EVEN AT IT’S LEAST EXTENT OXYGEN IS A MAJOR CHUNK OF THE EQUATION AS AN ECONOMIC FORCE AND CAN ONLY REALLY WORK WITH THE COMMERCIAL CLIMBING INDUSTRY AROUND IT HAVING THE SUPPLY CHAIN FROM SOURCE TO SUMMIT (THERE’S ANOTHER WAY TO USE THE TERM), WHICH INCLUDES WAGES AND INFRASTRUCTURE AS BEING PRESSURIZED MAKES IT NOT WITHOUT REGULATIONS TO HANDLE.
NOT BEING PART OF THE OXYGEN-USING CLIMBING INDUSTRY WE WON’T COMMENT ON THE TRIP COST DIFFERENCE BETWEEN THOSE WHO USE IT AND THOSE WHO DON’T, SUFFICE TO SAY THAT WITHOUT THAT INDUSTRY USING SUPPLEMENTARY OXYGEN ON THE NORTH SIDE OF K2 AND THE CHINESE KARAKORAM IS NOT AN EASY THING TO ARRANGE (AND DEFINITELY NOT AS SIMPLE AS BRINGING SOME UP FROM THE NORTH SIDE OF EVEREST AS WE HAVE BEEN ASKED MULTIPLE TIMES).

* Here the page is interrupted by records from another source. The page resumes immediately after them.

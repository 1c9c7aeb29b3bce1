use std::collections::HashSet;

use crate::categories::CategoryTable;

pub const MAX_SAMPLE_PHRASES: usize = 5;

const GENERIC: &[&str] = &["use {api}", "call {api} {endpoint}", "get {endpoint} from {api}"];

/// Natural-language invocations for an endpoint: category templates first,
/// then the table's default templates, then generic fallbacks.
/// Case-insensitively unique, at most [`MAX_SAMPLE_PHRASES`].
pub fn sample_phrases(api: &str, endpoint: &str, category: &str, table: &CategoryTable) -> Vec<String> {
    let endpoint = endpoint.replace('_', " ");
    let category_templates = &table.profile(category).phrases;
    let default_templates = &table.default.phrases;

    let mut seen = HashSet::new();
    category_templates
        .iter()
        .map(String::as_str)
        .chain(default_templates.iter().map(String::as_str))
        .chain(GENERIC.iter().copied())
        .map(|t| t.replace("{api}", api).replace("{endpoint}", &endpoint))
        .filter(|p| seen.insert(p.to_lowercase()))
        .take(MAX_SAMPLE_PHRASES)
        .collect()
}

#[cfg(test)]
mod tests {
    use super::*;

    #[test]
    fn category_phrases_lead_and_cap_applies() {
        let table = CategoryTable::builtin();
        let phrases = sample_phrases("JokeAPI", "random", "Entertainment", &table);
        assert_eq!(phrases.len(), MAX_SAMPLE_PHRASES);
        assert_eq!(phrases[0], "tell me a joke");
        assert!(phrases.iter().any(|p| p.contains("JokeAPI")));
    }

    #[test]
    fn unknown_category_gets_generic_phrases() {
        let phrases = sample_phrases("Mystery", "by_name", "Nothing", &CategoryTable::default());
        assert_eq!(
            phrases,
            vec!["use Mystery", "call Mystery by name", "get by name from Mystery"]
        );
    }

    #[test]
    fn duplicates_collapse_case_insensitively() {
        let table = CategoryTable::parse(
            "default: {phrases: [\"USE {api}\", \"use {api}\"]}\ncategories: {}\n",
        )
        .unwrap();
        let phrases = sample_phrases("X", "y", "z", &table);
        assert_eq!(phrases, vec!["USE X", "call X y", "get y from X"]);
    }
}
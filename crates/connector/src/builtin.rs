//! Curated API list compiled into the binary.
//!
//! Used by the quick startup ingest and as the fallback whenever a remote
//! directory is unreachable. Rows mirror the public-apis directory columns.

use crate::raw::RawEntry;

/// (name, description, auth, https, cors, link, category)
type Row = (&'static str, &'static str, &'static str, bool, &'static str, &'static str, &'static str);

const CURATED: &[Row] = &[
    ("Dog CEO", "Random dog images", "", true, "yes", "https://dog.ceo/dog-api/", "Animals"),
    ("Cat Facts", "Daily cat facts", "", true, "no", "https://catfact.ninja/", "Animals"),
    ("JokeAPI", "Programming, miscellaneous and dark jokes", "", true, "yes", "https://sv443.net/jokeapi/v2/", "Entertainment"),
    ("Official Joke API", "Random jokes as JSON", "", true, "yes", "https://github.com/15Dkatz/official_joke_api", "Entertainment"),
    ("Chuck Norris Database", "Jokes", "", true, "unknown", "https://api.chucknorris.io", "Entertainment"),
    ("Useless Facts", "Random useless, but true facts", "", true, "unknown", "https://uselessfacts.jsph.pl/", "Entertainment"),
    ("Open-Meteo", "Global weather forecast API for non-commercial use", "", true, "yes", "https://open-meteo.com/", "Weather"),
    ("OpenWeatherMap", "Weather", "apiKey", true, "unknown", "https://openweathermap.org/api", "Weather"),
    ("Weatherstack", "Real-Time & Historical World Weather Data API", "apiKey", false, "unknown", "https://weatherstack.com/", "Weather"),
    ("REST Countries", "Get information about countries via a RESTful API", "", true, "yes", "https://restcountries.com", "Geocoding"),
    ("Zippopotam.us", "Get information about place such as country, city, state, etc", "", false, "unknown", "http://www.zippopotam.us", "Geocoding"),
    ("IP-API", "Find location with IP address or domain", "", false, "unknown", "https://ip-api.com/docs", "Geocoding"),
    ("Sunrise and Sunset", "Sunset and sunrise times for a given latitude and longitude", "", true, "no", "https://sunrise-sunset.org/api", "Science & Math"),
    ("Numbers", "Number of the day, random number, number facts and anything else you want to do with numbers", "", false, "no", "http://numbersapi.com", "Science & Math"),
    ("NASA", "NASA data, including imagery", "apiKey", true, "no", "https://api.nasa.gov", "Science & Math"),
    ("PokeAPI", "All the Pokemon data you'll ever need", "", true, "unknown", "https://pokeapi.co", "Games & Comics"),
    ("Deck of Cards", "Deck of Cards", "", true, "unknown", "https://deckofcardsapi.com/", "Games & Comics"),
    ("Agify.io", "Estimates the age from a first name", "", true, "yes", "https://agify.io", "Open Data"),
    ("Genderize.io", "Estimates a gender from a first name", "", true, "yes", "https://genderize.io", "Open Data"),
    ("Nationalize.io", "Estimate the nationality of a first name", "", true, "yes", "https://nationalize.io", "Open Data"),
    ("Advice Slip", "Generate random advice slips", "", true, "unknown", "https://api.adviceslip.com/", "Personality"),
    ("Kanye.rest", "REST API for random Kanye West quotes", "", true, "yes", "https://kanye.rest", "Personality"),
    ("CoinGecko", "Cryptocurrency Price, Market, and Developer/Social Data", "", true, "yes", "https://www.coingecko.com/api", "Cryptocurrency"),
    ("Frankfurter", "Exchange rates, currency conversion and time series", "", true, "yes", "https://www.frankfurter.app/docs", "Currency Exchange"),
    ("Open Library", "Books, book covers and related data", "", true, "no", "https://openlibrary.org/developers/api", "Books"),
    ("Random User", "Generates and list user data", "", true, "unknown", "https://randomuser.me", "Test Data"),
    ("Open Brewery DB", "Breweries, Cideries and Craft Beer Bottle Shops", "", true, "yes", "https://www.openbrewerydb.org", "Food & Drink"),
    ("ipify", "A simple IP Address API", "", true, "unknown", "https://www.ipify.org/", "Development"),
    ("GitHub", "Make use of GitHub repositories, code and user activity programmatically", "OAuth", true, "yes", "https://docs.github.com/en/rest", "Development"),
    ("Spotify", "View Spotify music catalog, manage users' libraries, get recommendations and more", "OAuth", true, "unknown", "https://developer.spotify.com/documentation/web-api/", "Music"),
];

/// The curated list as raw entries. Never empty.
pub fn curated_entries() -> Vec<RawEntry> {
    CURATED
        .iter()
        .map(|(name, description, auth, https, cors, link, category)| RawEntry {
            name: Some(name.to_string()),
            description: Some(description.to_string()),
            auth: Some(auth.to_string()),
            https: Some(*https),
            cors: Some(cors.to_string()),
            link: Some(link.to_string()),
            category: Some(category.to_string()),
        })
        .collect()
}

SO WHY THEN DO K2 NORTH SIDE TRIPS STILL COST THE SAME DESPITE NOT HAVING OXYGEN? BECAUSE THE ECONOMICS & LOGISTICS THAT PUT OXYGEN ON A MOUNTAIN ALSO SCALE DOWN COSTS IN OTHER THINGS LIKE SUPPLY LINES, NAMELY WHAT WE DON’T SPEND ON OXYGEN WE SPEND ON HIGHER WAGES, VASTLY BETTER TRANSPORT AND MORE EFFICIENT SUPPLY LOGISTICS.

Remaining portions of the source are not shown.